# Service Guinea Pig?



## Liesje (Mar 4, 2007)

This is not a GSD or dog-related topic but I just wondered what some more knowledgeable folks think of this. This girl was in my class in HS.

Student sues GVSU over guinea pig, awarded $40K | wzzm13.com


----------



## onyx'girl (May 18, 2007)

The guinea pig wasn't certified as a service animal? So I don't see how she can claim it. I would love to take my dog to church, work, anywhere, just because he makes me happy. But that isn't going to fly, because he isn't certified. Just because you can carry a card for medical marijuana, doesn't mean you can use it anywhere, I feel the same goes for an Rx for a companion animal. 
I'm surprised she was awarded that, and more surprised that they even cared about her little fuzzball that wasn't causing anyone problems.


----------



## Liesje (Mar 4, 2007)

What I was told was that she was allowed to have the animal in her dorm but they drew the line at taking it to class and to the food areas. Some of the articles got that wrong.


----------



## TiffC (Jan 10, 2013)

Service animals do NOT require certification in the United States. There is no certification period and most certification sites are just scams to get peoples money.
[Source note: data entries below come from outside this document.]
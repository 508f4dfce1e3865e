#![cfg_attr(all(not(debug_assertions), not(test)), deny(warnings))]
#![cfg_attr(
    all(not(debug_assertions), not(test)),
    deny(clippy::all, clippy::pedantic, clippy::nursery)
)]
#![allow(clippy::module_name_repetitions, clippy::missing_errors_doc)]
//! Config schemas and calibration parsing for the soldering station.
//!
//! - `Config` and sub-structs are deserialized from TOML and validated.
//! - Calibration CSV loader enforces headers and condenses a reference
//!   measurement sweep into the three interpolation anchors the core
//!   uses.
//! - `tipstore` persists per-tip calibration tables as TOML files.

use serde::{Deserialize, Serialize};

pub mod tipstore;

#[derive(Debug, Deserialize, Clone, Copy, Default, PartialEq, Eq)]
#[serde(rename_all = "lowercase")]
pub enum PolicyCfg {
    /// Both channels measured every half-cycle.
    #[default]
    Interleave,
    /// One channel per half-cycle, alternating.
    Alternate,
}

#[derive(Debug, Deserialize)]
#[serde(default)]
pub struct StationCfg {
    /// Mains grid frequency in Hz; one control cycle per half-wave.
    pub mains_hz: u32,
    pub policy: PolicyCfg,
    /// Display refresh interval in cycles.
    pub refresh_every: u32,
    /// Telemetry report interval in cycles.
    pub report_every: u32,
}

impl Default for StationCfg {
    fn default() -> Self {
        Self {
            mains_hz: 50,
            policy: PolicyCfg::Interleave,
            refresh_every: 25,
            report_every: 100,
        }
    }
}

#[derive(Debug, Deserialize, Clone, Copy)]
#[serde(default)]
pub struct TimingCfg {
    /// Mux settle when the analog configuration is unchanged (us).
    pub settle_plain_us: u64,
    /// Settle after enabling the thermistor bias source (us).
    pub settle_bias_us: u64,
    /// Settle after switching in the gain-boost amplifier (us).
    pub settle_gain_us: u64,
    /// Recovery settle for the first conversion after heater drive-off (us).
    pub settle_first_us: u64,
    pub conversion_timeout_ms: u64,
}

impl Default for TimingCfg {
    fn default() -> Self {
        Self {
            settle_plain_us: 50,
            settle_bias_us: 300,
            settle_gain_us: 500,
            settle_first_us: 750,
            conversion_timeout_ms: 2,
        }
    }
}

#[derive(Debug, Serialize, Deserialize, Clone, Copy, PartialEq)]
#[serde(default)]
pub struct PidCfg {
    pub kp: f32,
    pub ki: f32,
    pub kd: f32,
    pub i_limit: f32,
}

impl Default for PidCfg {
    fn default() -> Self {
        Self {
            kp: 8.0,
            ki: 0.4,
            kd: 0.0,
            i_limit: 60.0,
        }
    }
}

#[derive(Debug, Deserialize, Clone, Copy, Default, PartialEq, Eq)]
#[serde(rename_all = "lowercase")]
pub enum SensorKindCfg {
    #[default]
    Thermocouple,
    Ntc,
    Ptc,
}

#[derive(Debug, Deserialize, Clone, Copy, Default, PartialEq, Eq)]
#[serde(rename_all = "lowercase")]
pub enum ControlKindCfg {
    #[default]
    Pid,
    Tbh,
    BangBang,
}

#[derive(Debug, Deserialize)]
#[serde(default)]
pub struct ChannelCfg {
    pub sensor: SensorKindCfg,
    pub control: ControlKindCfg,
    /// Name of the calibration table in the tip store; a missing or
    /// unknown tip leaves the channel without a usable sensor.
    pub tip: Option<String>,
    /// Three user presets in °C.
    pub presets: [i32; 3],
    /// Per-channel PID override; gains stored with a tuned tip take
    /// precedence, then this, then `[pid]`.
    pub pid: Option<PidCfg>,
    /// Integrator gain for the take-back-half law.
    pub tbh_ki: f32,
}

impl Default for ChannelCfg {
    fn default() -> Self {
        Self {
            sensor: SensorKindCfg::Thermocouple,
            control: ControlKindCfg::Pid,
            tip: None,
            presets: [300, 350, 400],
            pid: None,
            tbh_ki: 40.0,
        }
    }
}

#[derive(Debug, Deserialize, Clone, Copy)]
#[serde(default)]
pub struct IdleCfg {
    /// Degrees subtracted from the target while backing off.
    pub setback_c: i32,
    pub setback_after_ms: u64,
    pub standby_after_ms: u64,
}

impl Default for IdleCfg {
    fn default() -> Self {
        Self {
            setback_c: 100,
            setback_after_ms: 120_000,
            standby_after_ms: 600_000,
        }
    }
}

#[derive(Debug, Deserialize, Clone, Copy)]
#[serde(default)]
pub struct SafetyCfg {
    /// Consecutive asserted comparator polls required to latch.
    pub overcurrent_debounce_n: u8,
}

impl Default for SafetyCfg {
    fn default() -> Self {
        Self {
            overcurrent_debounce_n: 2,
        }
    }
}

#[derive(Debug, Deserialize, Default)]
#[serde(default)]
pub struct Logging {
    pub file: Option<String>,  // path to .log (JSON lines)
    pub level: Option<String>, // "info","debug"
    /// Log rotation policy: "never" | "daily" | "hourly" (default: never)
    pub rotation: Option<String>,
}

#[derive(Debug, Deserialize, Default)]
#[serde(default)]
pub struct Config {
    pub station: StationCfg,
    pub timing: TimingCfg,
    pub pid: PidCfg,
    /// Exactly two entries, `[[channel]]` tables in order.
    pub channel: Vec<ChannelCfg>,
    pub idle: IdleCfg,
    pub safety: SafetyCfg,
    pub logging: Logging,
    /// Directory holding per-tip calibration TOML files.
    pub tip_store: Option<String>,
}

pub fn load_toml(s: &str) -> Result<Config, toml::de::Error> {
    toml::from_str::<Config>(s)
}

impl Config {
    pub fn validate(&self) -> eyre::Result<()> {
        // Station
        if !(40..=70).contains(&self.station.mains_hz) {
            eyre::bail!("station.mains_hz must be in [40, 70]");
        }
        if self.station.refresh_every == 0 {
            eyre::bail!("station.refresh_every must be >= 1");
        }
        if self.station.report_every == 0 {
            eyre::bail!("station.report_every must be >= 1");
        }

        // Channels
        if self.channel.len() > 2 {
            eyre::bail!("at most two [[channel]] tables are supported");
        }
        for (i, ch) in self.channel.iter().enumerate() {
            for p in ch.presets {
                if !(100..=450).contains(&p) {
                    eyre::bail!("channel {} preset {p} outside [100, 450]", i + 1);
                }
            }
            if ch.control == ControlKindCfg::Tbh && ch.tbh_ki <= 0.0 {
                eyre::bail!("channel {} tbh_ki must be > 0", i + 1);
            }
        }

        // PID
        for pid in std::iter::once(&self.pid).chain(self.channel.iter().filter_map(|c| c.pid.as_ref()))
        {
            if pid.kp < 0.0 || pid.ki < 0.0 || pid.kd < 0.0 {
                eyre::bail!("pid gains must be >= 0");
            }
            if pid.i_limit <= 0.0 {
                eyre::bail!("pid.i_limit must be > 0");
            }
        }

        // Timing
        if self.timing.conversion_timeout_ms == 0 {
            eyre::bail!("timing.conversion_timeout_ms must be >= 1");
        }
        if self.timing.settle_gain_us > 50_000
            || self.timing.settle_bias_us > 50_000
            || self.timing.settle_plain_us > 50_000
            || self.timing.settle_first_us > 50_000
        {
            eyre::bail!("timing.settle_*_us is unreasonably large (>50ms)");
        }
        if self.timing.settle_first_us < self.timing.settle_gain_us {
            eyre::bail!("timing.settle_first_us must cover the slowest path (>= settle_gain_us)");
        }

        // Idle
        if self.idle.setback_c < 0 {
            eyre::bail!("idle.setback_c must be >= 0");
        }
        if self.idle.standby_after_ms != 0
            && self.idle.standby_after_ms <= self.idle.setback_after_ms
        {
            eyre::bail!("idle.standby_after_ms must exceed idle.setback_after_ms");
        }

        // Safety
        if self.safety.overcurrent_debounce_n == 0 {
            eyre::bail!("safety.overcurrent_debounce_n must be >= 1");
        }

        Ok(())
    }
}

/// Calibration CSV schema.
///
/// Expected headers:
/// measured,temperature
///
/// `measured` is in the sensor's native unit: millivolts for
/// thermocouples, ohms for thermistors.
///
/// Example:
/// measured,temperature
/// 4.64,221.77
/// 5.81,296.06
/// 6.64,369.61
#[derive(Debug, Deserialize, Clone, Copy)]
pub struct CalibrationRow {
    pub measured: f32,
    pub temperature: f32,
}

/// One interpolation anchor, as consumed by the core.
#[derive(Debug, Clone, Copy, PartialEq)]
pub struct CalAnchor {
    pub measured: f32,
    pub temperature_c: f32,
}

/// Condense a reference sweep into the three anchors used by the
/// piecewise-linear table: first, median and last row after sorting by
/// measured value. Exactly three rows pass through unchanged.
pub fn anchors_from_rows(mut rows: Vec<CalibrationRow>) -> eyre::Result<[CalAnchor; 3]> {
    if rows.len() < 3 {
        eyre::bail!("calibration requires at least three rows, got {}", rows.len());
    }
    for row in &rows {
        if !row.measured.is_finite() || !row.temperature.is_finite() {
            eyre::bail!("calibration rows must be finite");
        }
    }
    rows.sort_by(|a, b| a.measured.total_cmp(&b.measured));
    for pair in rows.windows(2) {
        if pair[1].measured <= pair[0].measured {
            eyre::bail!(
                "calibration measured values must be strictly increasing after sort (duplicate {})",
                pair[0].measured
            );
        }
    }
    let pick = |r: &CalibrationRow| CalAnchor {
        measured: r.measured,
        temperature_c: r.temperature,
    };
    Ok([
        pick(&rows[0]),
        pick(&rows[rows.len() / 2]),
        pick(&rows[rows.len() - 1]),
    ])
}

pub fn load_calibration_csv(path: &std::path::Path) -> eyre::Result<[CalAnchor; 3]> {
    let mut rdr = csv::ReaderBuilder::new()
        .has_headers(true)
        .from_path(path)
        .map_err(|e| eyre::eyre!("open calibration CSV {:?}: {}", path, e))?;

    // Enforce exact headers
    let headers = rdr
        .headers()
        .map_err(|e| eyre::eyre!("read CSV headers {:?}: {}", path, e))?
        .clone();
    let expected = ["measured", "temperature"];
    let actual: Vec<String> = headers.iter().map(|s| s.to_string()).collect();
    if actual != expected {
        eyre::bail!(
            "calibration CSV must have headers 'measured,temperature', got: {}",
            actual.join(",")
        );
    }

    let mut rows = Vec::new();
    for (idx, rec) in rdr.deserialize::<CalibrationRow>().enumerate() {
        match rec {
            Ok(row) => rows.push(row),
            Err(e) => {
                eyre::bail!("invalid CSV row {}: {}", idx + 2, e);
            }
        }
    }

    anchors_from_rows(rows)
}

#[cfg(test)]
mod tests {
    use super::*;
    use rstest::rstest;
    use std::io::Write;

    #[test]
    fn minimal_toml_gets_defaults() {
        let cfg = load_toml("").unwrap();
        assert_eq!(cfg.station.mains_hz, 50);
        assert_eq!(cfg.timing.conversion_timeout_ms, 2);
        assert!(cfg.channel.is_empty());
        cfg.validate().unwrap();
    }

    #[test]
    fn full_toml_round_trips() {
        let cfg = load_toml(
            r#"
            [station]
            mains_hz = 60
            policy = "alternate"

            [pid]
            kp = 10.0
            ki = 0.2
            kd = 0.0
            i_limit = 50.0

            [[channel]]
            sensor = "thermocouple"
            control = "pid"
            tip = "t245"
            presets = [280, 320, 380]

            [[channel]]
            sensor = "ntc"
            control = "bangbang"

            [idle]
            setback_c = 50
            setback_after_ms = 60000
            standby_after_ms = 300000
            "#,
        )
        .unwrap();
        cfg.validate().unwrap();
        assert_eq!(cfg.station.policy, PolicyCfg::Alternate);
        assert_eq!(cfg.channel.len(), 2);
        assert_eq!(cfg.channel[0].tip.as_deref(), Some("t245"));
        assert_eq!(cfg.channel[1].sensor, SensorKindCfg::Ntc);
    }

    #[rstest]
    #[case("[station]\nmains_hz = 400\n", "mains_hz")]
    #[case("[[channel]]\npresets = [50, 350, 400]\n", "preset")]
    #[case("[pid]\ni_limit = 0.0\n", "i_limit")]
    #[case("[timing]\nsettle_first_us = 100\n", "settle_first_us")]
    #[case(
        "[idle]\nsetback_after_ms = 1000\nstandby_after_ms = 500\n",
        "standby_after_ms"
    )]
    fn invalid_configs_are_rejected(#[case] toml: &str, #[case] needle: &str) {
        let cfg = load_toml(toml).unwrap();
        let err = cfg.validate().unwrap_err().to_string();
        assert!(err.contains(needle), "{err}");
    }

    #[test]
    fn csv_sweep_condenses_to_three_anchors() {
        let mut f = tempfile::NamedTempFile::new().unwrap();
        writeln!(f, "measured,temperature").unwrap();
        for (m, t) in [(6.64, 369.61), (4.64, 221.77), (5.2, 260.0), (5.81, 296.06), (6.1, 320.0)]
        {
            writeln!(f, "{m},{t}").unwrap();
        }
        let anchors = load_calibration_csv(f.path()).unwrap();
        assert_eq!(anchors[0].measured, 4.64);
        assert_eq!(anchors[1].measured, 5.81);
        assert_eq!(anchors[2].measured, 6.64);
    }

    #[test]
    fn csv_with_wrong_headers_is_rejected() {
        let mut f = tempfile::NamedTempFile::new().unwrap();
        writeln!(f, "mv,degc").unwrap();
        writeln!(f, "4.64,221.77").unwrap();
        let err = load_calibration_csv(f.path()).unwrap_err().to_string();
        assert!(err.contains("measured,temperature"), "{err}");
    }

    #[test]
    fn duplicate_measured_values_are_rejected() {
        let rows = vec![
            CalibrationRow {
                measured: 4.64,
                temperature: 221.77,
            },
            CalibrationRow {
                measured: 4.64,
                temperature: 225.0,
            },
            CalibrationRow {
                measured: 6.64,
                temperature: 369.61,
            },
        ];
        assert!(anchors_from_rows(rows).is_err());
    }
}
Guinea pigs are not classified as service animals under the ADA. It was revised in 2010 so that the only animals allowed to be service animals are dogs. There is however a clause for miniature guide horses. So no a guinea pig cannot be a service animal because the ADA no longer allows them to be service animals. It was likely an ESA which is why it was allowed in the dorms but not in class or in dining areas. ESAs do not have public access rights so she legally would not be able to take it into public places with her.


----------



## onyx'girl (May 18, 2007)

I guess I should have used the word classification instead of certification. Thanks for clearing that up TiffC! Surprised she was awarded forty grand when there was no wrongdoing on the part of the housings requirements.


----------



## ILGHAUS (Nov 25, 2002)

This pet was not a service animal but an ESA. With the facts given, the college trusties were ill advised to consider giving any funds to the girl.

As an ESA the guinea pig would be allowed to reside in her dorm at the most which it was. As an ESA the guinea pig would not be allowed into places where food was served or in classrooms which it wasn't. 

If the college followed legal guidelines, the matter would never have gone passed the girl sending a request to the Dept. of Justice for mediation where it would have been denied. Looks like the school admin, trusties, and legal team did not bother to look into the matter and decided it would be easier to just write a check and forget the matter. 

They have now opened themselves to more problems when the next wave of students demand taking their ESA dogs, cats, ferrets, bunnies, birds, snakes, lizzards, rats, etc. etc. into the classrooms and cafeteria.


----------



## Liesje (Mar 4, 2007)

Thanks that was kind of my take on it. They settled to make her go away but opened that door.... I found it interesting because I also work for a college (same city, but mine is much smaller) and we have two SDs that live/work on campus and no one has ever had a problem with them. When I read the comments it's obvious how little the public understands about pets vs. ESAs vs Service animals.... too bad, could have been a good learning experience for the community if they hadn't just paid her off.


----------



## GusGus (Oct 24, 2012)

Sorry if I'm out of line. This seems ridiculous to me. Especially since she was awarded 40K. What was the money awarded for?


----------



## FlyAway (Jul 17, 2012)

GusGus said:


> Sorry if I'm out of line. This seems ridiculous to me. Especially since she was awarded 40K. What was the money awarded for?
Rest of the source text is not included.